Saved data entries
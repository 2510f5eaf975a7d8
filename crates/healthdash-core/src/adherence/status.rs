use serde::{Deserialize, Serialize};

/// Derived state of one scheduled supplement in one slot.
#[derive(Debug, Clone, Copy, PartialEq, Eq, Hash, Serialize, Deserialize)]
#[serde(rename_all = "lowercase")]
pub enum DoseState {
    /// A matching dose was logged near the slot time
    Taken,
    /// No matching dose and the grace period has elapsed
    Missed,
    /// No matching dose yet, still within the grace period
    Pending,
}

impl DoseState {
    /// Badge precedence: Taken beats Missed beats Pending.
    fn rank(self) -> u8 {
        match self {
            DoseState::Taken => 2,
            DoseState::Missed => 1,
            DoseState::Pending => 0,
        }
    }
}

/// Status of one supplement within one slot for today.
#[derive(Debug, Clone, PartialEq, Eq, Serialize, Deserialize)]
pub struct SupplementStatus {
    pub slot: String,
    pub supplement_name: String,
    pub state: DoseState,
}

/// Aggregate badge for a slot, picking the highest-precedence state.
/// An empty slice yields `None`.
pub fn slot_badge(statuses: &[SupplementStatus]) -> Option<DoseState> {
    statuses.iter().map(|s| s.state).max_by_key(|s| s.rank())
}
* * *
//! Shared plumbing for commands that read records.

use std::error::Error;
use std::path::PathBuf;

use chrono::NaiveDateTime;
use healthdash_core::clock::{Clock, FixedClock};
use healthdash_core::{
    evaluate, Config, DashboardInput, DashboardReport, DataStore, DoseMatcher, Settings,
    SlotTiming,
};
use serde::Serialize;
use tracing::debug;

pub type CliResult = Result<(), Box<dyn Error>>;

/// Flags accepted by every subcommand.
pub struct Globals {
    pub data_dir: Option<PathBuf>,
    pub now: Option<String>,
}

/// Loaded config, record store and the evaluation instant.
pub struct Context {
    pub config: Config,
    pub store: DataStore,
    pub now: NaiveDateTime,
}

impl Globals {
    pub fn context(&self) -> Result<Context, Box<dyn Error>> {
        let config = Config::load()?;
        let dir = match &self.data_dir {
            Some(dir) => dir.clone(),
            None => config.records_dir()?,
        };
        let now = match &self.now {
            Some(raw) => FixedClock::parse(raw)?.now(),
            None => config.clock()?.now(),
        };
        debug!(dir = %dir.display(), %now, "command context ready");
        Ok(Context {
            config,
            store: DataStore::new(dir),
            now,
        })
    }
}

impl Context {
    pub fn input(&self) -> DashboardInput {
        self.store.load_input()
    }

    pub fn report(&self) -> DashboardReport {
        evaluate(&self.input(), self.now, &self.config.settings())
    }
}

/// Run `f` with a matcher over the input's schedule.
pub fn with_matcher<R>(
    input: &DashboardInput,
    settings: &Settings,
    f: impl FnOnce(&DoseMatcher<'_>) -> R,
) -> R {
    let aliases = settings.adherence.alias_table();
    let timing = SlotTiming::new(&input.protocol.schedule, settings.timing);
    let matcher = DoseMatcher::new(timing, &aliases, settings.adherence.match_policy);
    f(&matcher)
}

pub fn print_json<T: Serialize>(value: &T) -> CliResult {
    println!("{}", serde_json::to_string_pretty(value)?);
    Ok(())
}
* * *
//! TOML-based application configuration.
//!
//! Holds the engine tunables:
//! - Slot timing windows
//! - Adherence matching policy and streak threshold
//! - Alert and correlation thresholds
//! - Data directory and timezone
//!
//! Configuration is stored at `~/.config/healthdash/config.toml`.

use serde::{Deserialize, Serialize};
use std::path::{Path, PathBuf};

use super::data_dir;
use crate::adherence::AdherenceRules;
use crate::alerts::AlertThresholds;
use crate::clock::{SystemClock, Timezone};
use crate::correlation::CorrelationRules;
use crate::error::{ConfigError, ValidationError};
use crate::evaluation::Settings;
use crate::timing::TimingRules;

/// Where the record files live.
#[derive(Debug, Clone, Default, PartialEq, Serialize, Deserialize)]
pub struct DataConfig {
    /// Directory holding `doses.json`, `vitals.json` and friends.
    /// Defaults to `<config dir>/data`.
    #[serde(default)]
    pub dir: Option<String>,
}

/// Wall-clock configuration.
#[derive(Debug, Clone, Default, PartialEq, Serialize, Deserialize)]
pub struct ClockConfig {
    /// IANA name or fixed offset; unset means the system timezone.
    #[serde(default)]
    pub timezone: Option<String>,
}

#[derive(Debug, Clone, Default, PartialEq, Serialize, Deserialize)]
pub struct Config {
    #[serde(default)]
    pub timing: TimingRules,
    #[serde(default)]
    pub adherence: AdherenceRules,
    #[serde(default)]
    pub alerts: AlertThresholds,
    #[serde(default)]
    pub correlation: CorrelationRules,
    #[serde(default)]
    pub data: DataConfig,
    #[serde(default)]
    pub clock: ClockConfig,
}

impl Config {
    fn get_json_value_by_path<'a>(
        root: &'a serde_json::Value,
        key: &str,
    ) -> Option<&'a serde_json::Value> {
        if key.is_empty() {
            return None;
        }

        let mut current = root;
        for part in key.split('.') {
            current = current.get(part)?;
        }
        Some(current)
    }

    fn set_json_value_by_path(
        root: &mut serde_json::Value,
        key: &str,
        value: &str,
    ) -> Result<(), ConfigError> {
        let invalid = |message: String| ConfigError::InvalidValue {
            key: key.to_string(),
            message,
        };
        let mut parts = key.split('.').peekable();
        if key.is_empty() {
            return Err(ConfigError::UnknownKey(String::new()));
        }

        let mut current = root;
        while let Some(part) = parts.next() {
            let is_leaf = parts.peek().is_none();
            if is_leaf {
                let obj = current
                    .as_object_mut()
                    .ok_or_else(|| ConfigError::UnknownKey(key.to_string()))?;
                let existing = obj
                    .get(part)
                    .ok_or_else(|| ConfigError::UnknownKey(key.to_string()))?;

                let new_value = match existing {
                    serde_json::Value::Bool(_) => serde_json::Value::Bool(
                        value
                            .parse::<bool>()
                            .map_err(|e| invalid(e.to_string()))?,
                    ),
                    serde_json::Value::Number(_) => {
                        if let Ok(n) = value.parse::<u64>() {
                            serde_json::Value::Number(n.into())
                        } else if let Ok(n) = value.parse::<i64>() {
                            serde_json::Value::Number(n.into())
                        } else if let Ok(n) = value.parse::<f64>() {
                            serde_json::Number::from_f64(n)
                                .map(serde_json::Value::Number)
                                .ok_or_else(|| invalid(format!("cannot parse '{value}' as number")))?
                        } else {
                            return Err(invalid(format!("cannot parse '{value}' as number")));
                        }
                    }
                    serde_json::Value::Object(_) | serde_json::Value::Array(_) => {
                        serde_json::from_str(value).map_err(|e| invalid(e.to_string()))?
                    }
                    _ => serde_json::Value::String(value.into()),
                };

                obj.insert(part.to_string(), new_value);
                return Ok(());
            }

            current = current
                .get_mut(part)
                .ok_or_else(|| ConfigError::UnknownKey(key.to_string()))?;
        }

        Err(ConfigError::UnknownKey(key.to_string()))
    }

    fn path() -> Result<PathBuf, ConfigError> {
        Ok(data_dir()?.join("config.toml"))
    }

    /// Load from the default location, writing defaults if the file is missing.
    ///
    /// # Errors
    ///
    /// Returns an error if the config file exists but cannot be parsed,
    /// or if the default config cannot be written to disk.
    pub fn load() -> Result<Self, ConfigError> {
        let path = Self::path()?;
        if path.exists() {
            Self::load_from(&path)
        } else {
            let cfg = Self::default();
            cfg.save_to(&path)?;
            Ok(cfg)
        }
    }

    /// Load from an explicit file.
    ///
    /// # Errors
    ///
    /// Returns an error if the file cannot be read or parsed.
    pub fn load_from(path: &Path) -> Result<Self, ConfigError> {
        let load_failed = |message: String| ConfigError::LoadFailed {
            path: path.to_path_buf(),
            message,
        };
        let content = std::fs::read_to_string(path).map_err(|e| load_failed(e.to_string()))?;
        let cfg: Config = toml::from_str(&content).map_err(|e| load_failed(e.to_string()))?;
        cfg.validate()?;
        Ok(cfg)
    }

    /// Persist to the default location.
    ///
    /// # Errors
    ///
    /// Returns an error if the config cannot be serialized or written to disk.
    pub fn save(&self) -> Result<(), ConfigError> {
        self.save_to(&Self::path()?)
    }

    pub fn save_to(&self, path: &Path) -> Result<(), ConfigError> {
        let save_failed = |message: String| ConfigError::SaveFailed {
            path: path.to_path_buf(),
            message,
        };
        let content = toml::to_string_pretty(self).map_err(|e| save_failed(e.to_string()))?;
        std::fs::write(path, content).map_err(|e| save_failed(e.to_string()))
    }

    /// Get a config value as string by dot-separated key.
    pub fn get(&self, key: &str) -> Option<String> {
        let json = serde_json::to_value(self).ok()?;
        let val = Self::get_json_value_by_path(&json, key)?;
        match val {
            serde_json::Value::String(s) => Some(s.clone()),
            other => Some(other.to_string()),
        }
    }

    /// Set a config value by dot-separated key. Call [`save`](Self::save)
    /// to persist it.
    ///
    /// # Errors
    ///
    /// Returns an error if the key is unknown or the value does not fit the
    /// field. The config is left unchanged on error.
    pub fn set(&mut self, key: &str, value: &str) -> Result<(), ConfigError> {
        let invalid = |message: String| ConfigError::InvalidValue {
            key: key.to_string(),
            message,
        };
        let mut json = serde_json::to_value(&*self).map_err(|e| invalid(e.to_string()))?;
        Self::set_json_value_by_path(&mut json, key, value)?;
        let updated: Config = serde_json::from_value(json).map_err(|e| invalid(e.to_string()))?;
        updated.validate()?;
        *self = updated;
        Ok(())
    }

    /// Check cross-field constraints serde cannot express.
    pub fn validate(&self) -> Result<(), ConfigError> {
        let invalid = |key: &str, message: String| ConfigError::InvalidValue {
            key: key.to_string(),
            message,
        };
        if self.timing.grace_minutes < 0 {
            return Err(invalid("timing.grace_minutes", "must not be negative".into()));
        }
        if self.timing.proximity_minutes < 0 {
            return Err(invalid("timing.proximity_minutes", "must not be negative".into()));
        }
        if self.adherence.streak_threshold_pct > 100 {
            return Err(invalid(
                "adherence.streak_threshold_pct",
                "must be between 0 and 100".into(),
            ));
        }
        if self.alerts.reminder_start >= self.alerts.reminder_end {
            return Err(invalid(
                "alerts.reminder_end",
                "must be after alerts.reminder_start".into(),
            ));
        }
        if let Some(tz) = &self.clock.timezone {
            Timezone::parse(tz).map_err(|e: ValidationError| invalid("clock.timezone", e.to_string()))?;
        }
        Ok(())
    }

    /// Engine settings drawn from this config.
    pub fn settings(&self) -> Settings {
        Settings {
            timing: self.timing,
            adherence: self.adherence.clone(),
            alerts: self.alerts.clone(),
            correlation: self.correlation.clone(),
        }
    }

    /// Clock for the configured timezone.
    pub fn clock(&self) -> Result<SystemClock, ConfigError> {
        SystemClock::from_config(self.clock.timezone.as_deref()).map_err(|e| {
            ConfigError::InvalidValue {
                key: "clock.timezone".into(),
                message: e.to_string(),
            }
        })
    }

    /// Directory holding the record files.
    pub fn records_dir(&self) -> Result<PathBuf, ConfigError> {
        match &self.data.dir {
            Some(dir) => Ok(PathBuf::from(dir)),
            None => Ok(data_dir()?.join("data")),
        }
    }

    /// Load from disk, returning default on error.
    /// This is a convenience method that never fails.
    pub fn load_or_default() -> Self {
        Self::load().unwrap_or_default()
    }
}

To do: All lines of the records above that carry the word "split" should be listed.

Completed task:
        for part in key.split('.') {
        let mut parts = key.split('.').peekable();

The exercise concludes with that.